Government in Tunis asks Saudi Arabia to dispel rumours of former president Zine El Abidine Ben Ali¿s death, and to send him back.
Tunisia demands Ben Ali's extradition from Saudi Arabia
TUNIS // Tunisia's government has asked Saudi Arabia whether its exiled former president, Zine El Abidine Ben Ali, is dead, and demanded his extradition if he is still alive, as thousands of people protested in the capital calling for the caretaker government to resign.
Mr Ben Ali, 74, fled to Saudi Arabia on January 14 after a massive popular uprising ended his 23-year rule.
Tunisia's foreign ministry said in a statement on Sunday that it had asked Saudi Arabia to provide information "as soon as possible" whether the ousted president's health has deteriorated or about "the possibility of his death" in the wake of news reports on the matter in recent days.
The statement, reported by the official news agency TAP, also asked Saudi Arabia to extradite Mr Ben Ali following "new charges against the ousted president for his implication in severe crimes."
Those charges included an alleged role that Mr Ben Ali played in "the commissioning of and incitement to murder and the provocation of discord among the people in driving them to kill one another", TAP reported.
A United Nations mission said at least 219 people were killed, including dozens who died in prison fires, in the weeks of unrest leading up to Mr Ben Ali's escape. A women's group said in a report that security forces raped, tortured and robbed people during the uprising.

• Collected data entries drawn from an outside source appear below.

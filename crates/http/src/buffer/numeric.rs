//! ASCII decimal rendering straight into a [`BufferWriter`].

use crate::buffer::{BufferWriter, OutputSink};

/// Longest decimal rendering of a `u64`, the scratch is sized for it.
const MAX_ULONG_BYTE_LENGTH: usize = 20;

const ASCII_DIGIT_START: u8 = b'0';

impl<S: OutputSink + ?Sized> BufferWriter<'_, S> {
    /// Appends `number` in canonical decimal form, `0` renders as a single digit.
    ///
    /// Values below 1000 are rendered in place when three bytes of the
    /// current region are free. Everything else goes through a stack scratch
    /// buffer and [`write`](BufferWriter::write), which may span regions.
    #[inline]
    pub fn write_numeric(&mut self, number: u32) {
        let advance_by = if self.available() >= 3 { write_small(self.span(), number) } else { 0 };

        if advance_by > 0 {
            self.advance(advance_by);
        } else {
            self.write_numeric_multi_write(number);
        }
    }

    #[inline(never)]
    pub(crate) fn write_numeric_multi_write(&mut self, number: u32) {
        let mut scratch = [0u8; MAX_ULONG_BYTE_LENGTH];
        let mut position = MAX_ULONG_BYTE_LENGTH;
        let mut value = number;
        loop {
            let quotient = value / 10;
            position -= 1;
            scratch[position] = ASCII_DIGIT_START + digit(value - quotient * 10);
            value = quotient;
            if value == 0 {
                break;
            }
        }

        self.write(&scratch[position..]);
    }
}

/// Renders `number` into `span` if it has at most three digits and returns
/// the number of bytes written, zero otherwise.
///
/// The divisions use multiply/shift pairs: `(n * 205) >> 11` equals `n / 10`
/// for `n <= 1028` and `(n * 41) >> 12` equals `n / 100` for `n <= 1098`.
#[inline]
fn write_small(span: &mut [u8], number: u32) -> usize {
    debug_assert!(span.len() >= 3);
    match number {
        0..10 => {
            span[0] = ASCII_DIGIT_START + digit(number);
            1
        }
        10..100 => {
            let tens = (number * 205) >> 11;
            span[0] = ASCII_DIGIT_START + digit(tens);
            span[1] = ASCII_DIGIT_START + digit(number - tens * 10);
            2
        }
        100..1000 => {
            let hundreds = (number * 41) >> 12;
            let tens_and_hundreds = (number * 205) >> 11;
            span[0] = ASCII_DIGIT_START + digit(hundreds);
            span[1] = ASCII_DIGIT_START + digit(tens_and_hundreds - hundreds * 10);
            span[2] = ASCII_DIGIT_START + digit(number - tens_and_hundreds * 10);
            3
        }
        _ => 0,
    }
}

#[inline(always)]
#[allow(clippy::cast_possible_truncation, reason = "callers only pass values below 10")]
fn digit(value: u32) -> u8 {
    debug_assert!(value < 10);
    value as u8
}
use std::hint::black_box;

use criterion::{BenchmarkId, Criterion, Throughput, criterion_group, criterion_main};
use plaintext_http::buffer::{BufferWriter, OutputBuffer};

const VALUES: [u32; 6] = [7, 42, 999, 65_535, 1_000_000, u32::MAX];

fn benchmark_write_numeric(criterion: &mut Criterion) {
    let mut group = criterion.benchmark_group("write_numeric");

    for value in VALUES {
        group.bench_with_input(BenchmarkId::new("fast", value), &value, |b, &value| {
            let mut sink = OutputBuffer::new();
            b.iter(|| {
                sink.clear();
                let mut writer = BufferWriter::new(&mut sink, 16);
                writer.write_numeric(black_box(value));
            });
        });

        group.bench_with_input(BenchmarkId::new("to_string", value), &value, |b, &value| {
            let mut sink = OutputBuffer::new();
            b.iter(|| {
                sink.clear();
                let mut writer = BufferWriter::new(&mut sink, 16);
                writer.write(black_box(value).to_string().as_bytes());
            });
        });
    }

    group.finish();
}

fn benchmark_segmented_write(criterion: &mut Criterion) {
    let payload = vec![b'x'; 64 * 1024];
    let mut group = criterion.benchmark_group("segmented_write");
    group.throughput(Throughput::Bytes(payload.len() as u64));

    for segment_size in [256, 4096, 65_536] {
        group.bench_with_input(BenchmarkId::from_parameter(segment_size), &segment_size, |b, &segment_size| {
            let mut sink = OutputBuffer::with_segment_size(segment_size);
            b.iter(|| {
                sink.clear();
                let mut writer = BufferWriter::new(&mut sink, 0);
                writer.write(black_box(&payload));
                drop(writer);
                black_box(sink.committed().len());
            });
        });
    }

    group.finish();
}

criterion_group!(writer, benchmark_write_numeric, benchmark_segmented_write);
criterion_main!(writer);
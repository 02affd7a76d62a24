//! Bootstrap for the plaintext benchmark server.
//!
//! [`Server`] binds the listener, keeps the global `Date` header fresh and
//! runs one [`HttpConnection`](plaintext_http::connection::HttpConnection)
//! task per accepted socket.
//!
//! ```no_run
//! use plaintext_http::handler::DefaultRoute;
//! use plaintext_server::Server;
//!
//! #[tokio::main]
//! async fn main() {
//!     let server = Server::builder()
//!         .address("127.0.0.1:8080")
//!         .default_route(DefaultRoute::NotFound)
//!         .build()
//!         .unwrap();
//!     server.start().await.unwrap();
//! }
//! ```

mod server;

pub use server::Server;
pub use server::ServerBuildError;
pub use server::ServerBuilder;
pub use server::ServerError;
//! Zero-allocation output path.
//!
//! - [`OutputSink`]: the capability a writer needs from its backing storage
//! - [`OutputBuffer`]: the [`bytes::BytesMut`] backed sink used by connections
//! - [`BufferWriter`]: claim/write/commit batching on top of any sink, including
//!   the decimal encoder [`BufferWriter::write_numeric`]

mod numeric;
mod sink;
mod writer;

pub use sink::DEFAULT_SEGMENT_SIZE;
pub use sink::OutputBuffer;
pub use sink::OutputSink;
pub use writer::BufferWriter;

#[cfg(test)]
pub(crate) use writer::tests::RecordingSink;
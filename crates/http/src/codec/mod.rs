//! Request tokenizing.
//!
//! The pipeline never builds request objects. [`RequestTokenizer`] walks the
//! inbound window with `httparse` and reports what it found through the
//! [`RequestLineHandler`] and [`HeadersHandler`] callbacks, the caller keeps
//! whatever it needs (usually nothing but the route) and the bytes are
//! released afterwards.
//!
//! Start line and header block are separate units: each call either consumes
//! one complete unit and returns `Some(consumed)`, or returns `None` and
//! consumes nothing, in which case it must be called again with more bytes.

mod tokenizer;

pub use tokenizer::HeadersHandler;
pub use tokenizer::MAX_HEADER_BYTES;
pub use tokenizer::MAX_HEADER_NUM;
pub use tokenizer::RequestLineHandler;
pub use tokenizer::RequestTokenizer;
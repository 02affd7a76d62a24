//! Route classification and the canned responses.
//!
//! Only `GET /plaintext` is recognized. Responses are assembled from byte
//! constants and the cached `Date` header bytes, nothing is formatted on the
//! request path.

use http::Method;

use crate::buffer::{BufferWriter, OutputSink};

const PLAINTEXT_PATH: &[u8] = b"/plaintext";

const PLAINTEXT_PREAMBLE: &[u8] = b"HTTP/1.1 200 OK\r\n\
    Server: K\r\n\
    Content-Type: text/plain\r\n\
    Content-Length: 13";

const PLAINTEXT_BODY: &[u8] = b"Hello, World!";

const NOT_FOUND_PREAMBLE: &[u8] = b"HTTP/1.1 404 Not Found\r\n\
    Server: K\r\n\
    Content-Type: text/plain\r\n\
    Content-Length: 0\r\n\
    Connection: close";

const EMPTY_OK_PREAMBLE: &[u8] = b"HTTP/1.1 200 OK\r\n\
    Server: K\r\n\
    Content-Type: text/plain\r\n\
    Content-Length: 0";

/// What a request resolved to once its start line was parsed.
#[derive(Debug, Default, Clone, Copy, PartialEq, Eq)]
pub enum RequestType {
    #[default]
    NotFound,
    PlainText,
}

/// The response produced for requests that match no route.
#[derive(Debug, Default, Clone, Copy, PartialEq, Eq)]
pub enum DefaultRoute {
    /// `404 Not Found` with an empty body and `Connection: close`
    #[default]
    NotFound,
    /// `200 OK` with an empty body
    EmptyOk,
}

impl DefaultRoute {
    fn preamble(self) -> &'static [u8] {
        match self {
            DefaultRoute::NotFound => NOT_FOUND_PREAMBLE,
            DefaultRoute::EmptyOk => EMPTY_OK_PREAMBLE,
        }
    }

    /// Length of the complete default response.
    pub fn response_len(self) -> usize {
        self.preamble().len() + crate::date::HEADER_LENGTH
    }
}

/// Classifies a request by method and target path.
#[inline]
pub fn classify(method: &Method, path: &[u8]) -> RequestType {
    if method == Method::GET && path.len() == PLAINTEXT_PATH.len() && path == PLAINTEXT_PATH {
        RequestType::PlainText
    } else {
        RequestType::NotFound
    }
}

/// Writes the `GET /plaintext` response, `date` is the cached header sequence.
#[inline]
pub fn write_plaintext<S: OutputSink + ?Sized>(writer: &mut BufferWriter<'_, S>, date: &[u8]) {
    writer.write(PLAINTEXT_PREAMBLE);
    writer.write(date);
    writer.write(PLAINTEXT_BODY);
}

/// Writes the response for unrecognized requests.
#[inline]
pub fn write_default<S: OutputSink + ?Sized>(writer: &mut BufferWriter<'_, S>, date: &[u8], default_route: DefaultRoute) {
    writer.write(default_route.preamble());
    writer.write(date);
}
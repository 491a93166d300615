use html_highlighter_dom::{Document, NodeId};

use crate::position::PositionDescriptor;
use crate::text_content::TextContent;
use crate::xpath::{self, XPathDescriptor};

/// A pair of position descriptors over a [`TextContent`]. Invariant:
/// `absolute(start) <= absolute(end)`; both endpoints are inclusive.
///
/// A `Range` does not hold a reference to the `TextContent` it was computed
/// against - methods take `&TextContent` explicitly. `Range` values outlive
/// any single `TextContent` generation by design: callers resolve them
/// fresh against whatever `TextContent` is current.
#[derive(Debug, Clone, Copy, PartialEq, Eq)]
pub struct Range {
    pub start: PositionDescriptor,
    pub end: PositionDescriptor,
}

/// The XPath form of a [`Range`], computed by [`Range::compute_xpath`] and
/// resolved back by [`Range::resolve`].
#[derive(Debug, Clone, PartialEq, Eq)]
pub struct XPathRange {
    pub start: XPathDescriptor,
    pub end: XPathDescriptor,
}

impl Range {
    pub fn new(start: PositionDescriptor, end: PositionDescriptor) -> Self {
        Range { start, end }
    }

    /// Resolves the inclusive absolute char span `[start_abs, end_abs]` into
    /// positions on `content`, by binary-searching the marker list for each
    /// endpoint. Absolute offsets are stable across text-node splits (a
    /// split only subdivides a node, it never changes character counts), so
    /// this is the right way to re-derive a `Range` against a `TextContent`
    /// that was rebuilt since the offsets were captured.
    pub fn from_absolute(content: &TextContent, start_abs: u32, end_abs: u32) -> Option<Range> {
        let start_marker = content.marker_at_offset(start_abs)?;
        let end_marker = content.marker_at_offset(end_abs)?;
        let start_m = content.at(start_marker)?;
        let end_m = content.at(end_marker)?;
        Some(Range::new(
            PositionDescriptor {
                marker: start_marker,
                offset: start_abs - start_m.offset,
            },
            PositionDescriptor {
                marker: end_marker,
                offset: end_abs - end_m.offset,
            },
        ))
    }

    /// `absolute(end) - absolute(start) + 1`.
    pub fn length(&self, content: &TextContent) -> Option<u32> {
        let start = self.start.absolute(content)?;
        let end = self.end.absolute(content)?;
        Some(end - start + 1)
    }

    /// The slice of the flat text `[absolute(start), absolute(end)]`
    /// inclusive.
    pub fn text(&self, content: &TextContent) -> Option<String> {
        let start = self.start.absolute(content)? as usize;
        let end = self.end.absolute(content)? as usize;
        Some(content.text().slice(start..end + 1).to_string())
    }

    /// The raw DOM text nodes spanned by this range, in document order,
    /// start through end inclusive. Used by [`crate::RangeHighlighter`] to
    /// know which nodes to wrap.
    pub fn enclosing_nodes(&self, content: &TextContent) -> Vec<NodeId> {
        (self.start.marker..=self.end.marker)
            .filter_map(|i| content.at(i).map(|m| m.node))
            .collect()
    }

    /// Produces the XPath form of both endpoints, relative to `container`.
    pub fn compute_xpath(
        &self,
        doc: &Document,
        content: &TextContent,
        container: NodeId,
    ) -> Option<XPathRange> {
        let start_marker = content.at(self.start.marker)?;
        let end_marker = content.at(self.end.marker)?;
        let start = xpath::xpath_of(doc, container, start_marker.node, self.start.offset)?;
        let end = xpath::xpath_of(doc, container, end_marker.node, self.end.offset)?;
        Some(XPathRange { start, end })
    }

    /// The inverse of [`Self::compute_xpath`]: resolves an [`XPathRange`]
    /// back to positions on `content`.
    pub fn resolve(
        doc: &Document,
        content: &TextContent,
        container: NodeId,
        range: &XPathRange,
    ) -> Option<Range> {
        let (start_node, start_offset) =
            xpath::resolve(doc, container, &range.start.xpath, range.start.offset)?;
        let (end_node, end_offset) =
            xpath::resolve(doc, container, &range.end.xpath, range.end.offset)?;
        let start = PositionDescriptor {
            marker: content.find(start_node)?,
            offset: start_offset,
        };
        let end = PositionDescriptor {
            marker: content.find(end_node)?,
            offset: end_offset,
        };
        Some(Range::new(start, end))
    }
}
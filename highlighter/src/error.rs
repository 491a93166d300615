/// Error kinds raised by the engine.
///
/// Transactional operations (everything queued by [`crate::HtmlHighlighter::add`]
/// et al. and drained by [`crate::HtmlHighlighter::apply`]) catch and log
/// their own `Result`, per spec: one action's failure must not prevent later
/// queued actions from running. Direct operations (`last_id_of`,
/// `selected_range`) propagate the `Result`/`Option` to the caller.
#[derive(Debug, thiserror::Error)]
pub enum Error {
    #[error("query set {0:?} does not exist")]
    UnknownQuerySet(String),

    #[error("reserve of {reserve} exceeded for query set {name:?}: dropped {dropped} hit(s)")]
    ReserveExceeded {
        name: String,
        reserve: usize,
        dropped: usize,
    },

    #[error("failed to construct finder: {0}")]
    FinderConstruction(String),

    #[error("failed to wrap range: {0}")]
    WrapFailed(#[from] html_highlighter_dom::Error),

    #[error("xpath {0:?} did not resolve to a node")]
    UnresolvedXPath(String),

    #[error("internal invariant violated: {0}")]
    InvariantViolation(String),
}

pub type Result<T> = std::result::Result<T, Error>;
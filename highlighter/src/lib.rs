//! A robust and cozy engine for highlighting text queries inside live HTML
//! documents: literal substrings, regular expressions, and caller-supplied
//! XPath/offset ranges, each borne by an independent *query set* that can be
//! enabled, disabled or removed without disturbing the others.
//!
//! The crate is organized bottom-up, mirroring the three coordinate systems
//! every operation round-trips between (DOM tree, flat text, XPath):
//!
//! - [`text_content`] builds the flat, text-only projection of a container
//!   subtree ([`TextContent`]) that every offset computation is relative to.
//! - [`position`] and [`range`] describe points and spans over that
//!   projection ([`PositionDescriptor`], [`Range`]), and convert to/from the
//!   [`xpath`] dialect.
//! - [`finder`] turns a query ([`Subject`]) into a lazy sequence of
//!   [`Range`]s.
//! - [`highlight`] wraps (or unwraps) the DOM text a `Range` spans.
//! - [`cursor`] positions a single selection over the enabled highlights.
//! - [`registry`] is the public surface: [`HtmlHighlighter`] owns the query
//!   sets, the sorted highlight-marker list, and the transaction queue that
//!   batches `add`/`append`/`remove`/`enable`/`disable`/`clear` until
//!   [`HtmlHighlighter::apply`] drains it against a live document.

pub mod css;
mod cursor;
mod error;
mod finder;
mod highlight;
mod options;
mod position;
mod range;
mod registry;
mod text_content;
mod xpath;

#[cfg(test)]
mod tests;

pub use crate::error::{Error, Result};
pub use crate::finder::Subject;
pub use crate::highlight::HighlightStyle;
pub use crate::options::Options;
pub use crate::position::PositionDescriptor;
pub use crate::range::{Range, XPathRange};
pub use crate::registry::{HostSelection, HtmlHighlighter, QuerySetId, Stats};
pub use crate::text_content::{TextContent, TextMarker};
pub use crate::xpath::XPathDescriptor;

pub use html_highlighter_dom as dom;
use crate::NodeId;

#[derive(Debug, thiserror::Error)]
pub enum Error {
    #[error("node {0:?} is not attached to the document")]
    Detached(NodeId),
    #[error("node {0:?} is not a text node")]
    NotText(NodeId),
    #[error("node {0:?} is not an element")]
    NotElement(NodeId),
    #[error("offset {offset} out of bounds for text node of length {len}")]
    OffsetOutOfBounds { offset: u32, len: u32 },
    #[error("wrap() requires at least one node")]
    EmptyWrap,
    #[error("nodes passed to wrap() are not a contiguous run of siblings")]
    NotContiguous,
}

pub type Result<T> = std::result::Result<T, Error>;
//! The CSS/attribute contract a highlight wrapper element carries.
//! Centralized here so `highlight.rs` and `registry.rs` agree on names
//! without string literals scattered across both.

/// Applied to every wrapper element this crate creates.
pub const HIGHLIGHT_CLASS: &str = "highlight";

/// Applied alongside [`HIGHLIGHT_CLASS`] when the owning query set is
/// disabled.
pub const DISABLED_CLASS: &str = "highlight-disabled";

/// Carries the highlight's numeric id, shared by every wrapper belonging to
/// the same highlight (a range spanning several elements produces several
/// wrappers). [`crate::registry`] uses this to find all of a highlight's
/// wrappers again for `remove`/`clear`.
pub const ID_ATTR: &str = "data-highlight-id";

/// Carries the owning query set's name, so per-query-set bookkeeping (e.g.
/// [`crate::registry::HtmlHighlighter::clear`]) can find its own wrappers
/// without walking the id table.
pub const QUERY_ATTR: &str = "data-highlight-query";

/// The per-query-set class name `options.use_query_as_class` adds, letting
/// stylesheets target `.highlight-<name>` instead of (or in addition to)
/// `.highlight`.
pub fn query_class(name: &str) -> String {
    format!("highlight-{name}")
}

/// The rotating group class every highlight belonging to a query set shares,
/// keyed by that set's `id_highlight`. Always emitted, unlike [`query_class`]
/// which is gated by `options.use_query_as_class`: this is the mechanism
/// stylesheets use to cycle through a bounded palette of highlight colors
/// regardless of how many query sets exist.
pub fn highlight_id_class(id_highlight: u32) -> String {
    format!("highlight-id_{id_highlight}")
}
use slotmap::new_key_type;

new_key_type! {
    /// A handle into a [`Document`](crate::Document)'s arena.
    ///
    /// Stands in for a live DOM node reference: equality of `NodeId` is
    /// reference identity on a node, which `TextContent::find` relies on.
    pub struct NodeId;
}

/// Element-specific data: tag name, attributes and the parsed class list.
#[derive(Debug, Clone, Default)]
pub struct ElementData {
    pub name: String,
    attrs: Vec<(String, String)>,
    classes: Vec<String>,
    /// Set by [`Document::wrap`](crate::Document::wrap) and cleared by
    /// [`Document::unwrap`](crate::Document::unwrap). Identifies the
    /// highlighter's own wrapper elements by a node property rather than by
    /// class name, so XPath sibling-indexing never desyncs if user content
    /// happens to carry the highlight class itself.
    pub is_highlight_wrapper: bool,
}

impl ElementData {
    pub fn new(name: impl Into<String>) -> Self {
        ElementData {
            name: name.into(),
            attrs: Vec::new(),
            classes: Vec::new(),
            is_highlight_wrapper: false,
        }
    }

    pub fn attr(&self, name: &str) -> Option<&str> {
        self.attrs
            .iter()
            .find(|(k, _)| k == name)
            .map(|(_, v)| v.as_str())
    }

    pub fn set_attr(&mut self, name: &str, value: impl Into<String>) {
        let value = value.into();
        if name == "class" {
            self.classes = value.split_ascii_whitespace().map(str::to_owned).collect();
        }
        if let Some(existing) = self.attrs.iter_mut().find(|(k, _)| k == name) {
            existing.1 = value;
        } else {
            self.attrs.push((name.to_owned(), value));
        }
    }

    pub fn remove_attr(&mut self, name: &str) {
        self.attrs.retain(|(k, _)| k != name);
        if name == "class" {
            self.classes.clear();
        }
    }

    pub fn attrs(&self) -> impl Iterator<Item = (&str, &str)> {
        self.attrs.iter().map(|(k, v)| (k.as_str(), v.as_str()))
    }

    pub fn classes(&self) -> &[String] {
        &self.classes
    }

    pub fn has_class(&self, class: &str) -> bool {
        self.classes.iter().any(|c| c == class)
    }

    pub fn add_class(&mut self, class: &str) {
        if !self.has_class(class) {
            self.classes.push(class.to_owned());
            self.sync_class_attr();
        }
    }

    pub fn remove_class(&mut self, class: &str) {
        let before = self.classes.len();
        self.classes.retain(|c| c != class);
        if self.classes.len() != before {
            self.sync_class_attr();
        }
    }

    fn sync_class_attr(&mut self) {
        let joined = self.classes.join(" ");
        if let Some(existing) = self.attrs.iter_mut().find(|(k, _)| k == "class") {
            existing.1 = joined;
        } else {
            self.attrs.push(("class".to_owned(), joined));
        }
    }
}

/// Per-node payload. Comments and processing instructions from the parsed
/// markup are dropped during conversion (see `dom::parse`): they carry no
/// text and are not addressable by this system's XPath dialect.
#[derive(Debug, Clone)]
pub enum NodeData {
    Document,
    Element(ElementData),
    Text(String),
}

impl NodeData {
    pub fn is_text(&self) -> bool {
        matches!(self, NodeData::Text(_))
    }

    pub fn is_element(&self) -> bool {
        matches!(self, NodeData::Element(_))
    }

    pub fn as_element(&self) -> Option<&ElementData> {
        match self {
            NodeData::Element(e) => Some(e),
            _ => None,
        }
    }

    pub fn as_element_mut(&mut self) -> Option<&mut ElementData> {
        match self {
            NodeData::Element(e) => Some(e),
            _ => None,
        }
    }

    pub fn as_text(&self) -> Option<&str> {
        match self {
            NodeData::Text(s) => Some(s),
            _ => None,
        }
    }

    pub fn as_text_mut(&mut self) -> Option<&mut String> {
        match self {
            NodeData::Text(s) => Some(s),
            _ => None,
        }
    }
}

#[derive(Debug, Clone)]
pub struct Node {
    pub data: NodeData,
    pub(crate) parent: Option<NodeId>,
    pub(crate) children: Vec<NodeId>,
}

impl Node {
    pub(crate) fn new(data: NodeData) -> Self {
        Node {
            data,
            parent: None,
            children: Vec::new(),
        }
    }

    pub fn parent(&self) -> Option<NodeId> {
        self.parent
    }

    pub fn children(&self) -> &[NodeId] {
        &self.children
    }
}
/// Engine-wide configuration, set once at construction.
#[derive(Debug, Clone, serde::Serialize, serde::Deserialize)]
#[serde(default)]
pub struct Options {
    /// Upper bound on `id_highlight`, the small integer each query set is
    /// assigned at `add` time to select its `highlight-id_<n>` CSS variant
    /// class. This is a CSS-palette size, *not* a cap on the number of
    /// highlights - per-query-set caps are `reserve`, passed to `add`/`append`
    /// themselves.
    pub max_highlight: u32,
    /// Add each query set's name as a CSS class on its wrappers, via
    /// [`crate::css::query_class`].
    pub use_query_as_class: bool,
    /// Call `Document::normalize` on a wrapper's parent after unwrapping it.
    pub normalise: bool,
}

impl Default for Options {
    fn default() -> Self {
        Options {
            max_highlight: 16,
            use_query_as_class: true,
            normalise: false,
        }
    }
}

The new charges come on top of claims by investigators looking into allegations that Mr Ben Ali and his family held bank accounts and property in several countries for the purposes of laundering money they obtained illegally.
The call for extradition comes a day after state television jolted many Tunisians with a report showing investigators unearthing what they claimed were troves of jewels, cash and other riches in a safe tucked behind a bookshelf in a former Ben Ali palace.
The television report showed investigators poring over tightly wrapped stacks of dollars, euros and other foreign currencies, and showcased an array of diamond and emerald-studded necklaces and other jewellery in wooden cases at the palace, which is located in the posh Tunis suburb of Sidi Bousaid.
The report said the find is a result of an investigation led by Abdelfattah Amor, a Tunisian law professor, into alleged corruption and other abuses of the Ben Ali regime.
Mr Amor said that the value of the "fortune" would be determined by the members of his investigative panel; the cash and jewels are being kept in Tunisia's central bank.
"After the legal procedures, it will have to be returned to the Tunisian people," he said.
Also on Sunday, several thousand protesters assembled at the governmental palace to demand the departure of the provisional government headed by the prime minister, Mohamed Ghannouchi, a long-time ally of Mr Ben Ali.
Mr Ghannouchi has said he would leave power after shepherding Tunisia through the transition period towards democracy, which would include elections.
Police fired warning shots to disperse the crowd.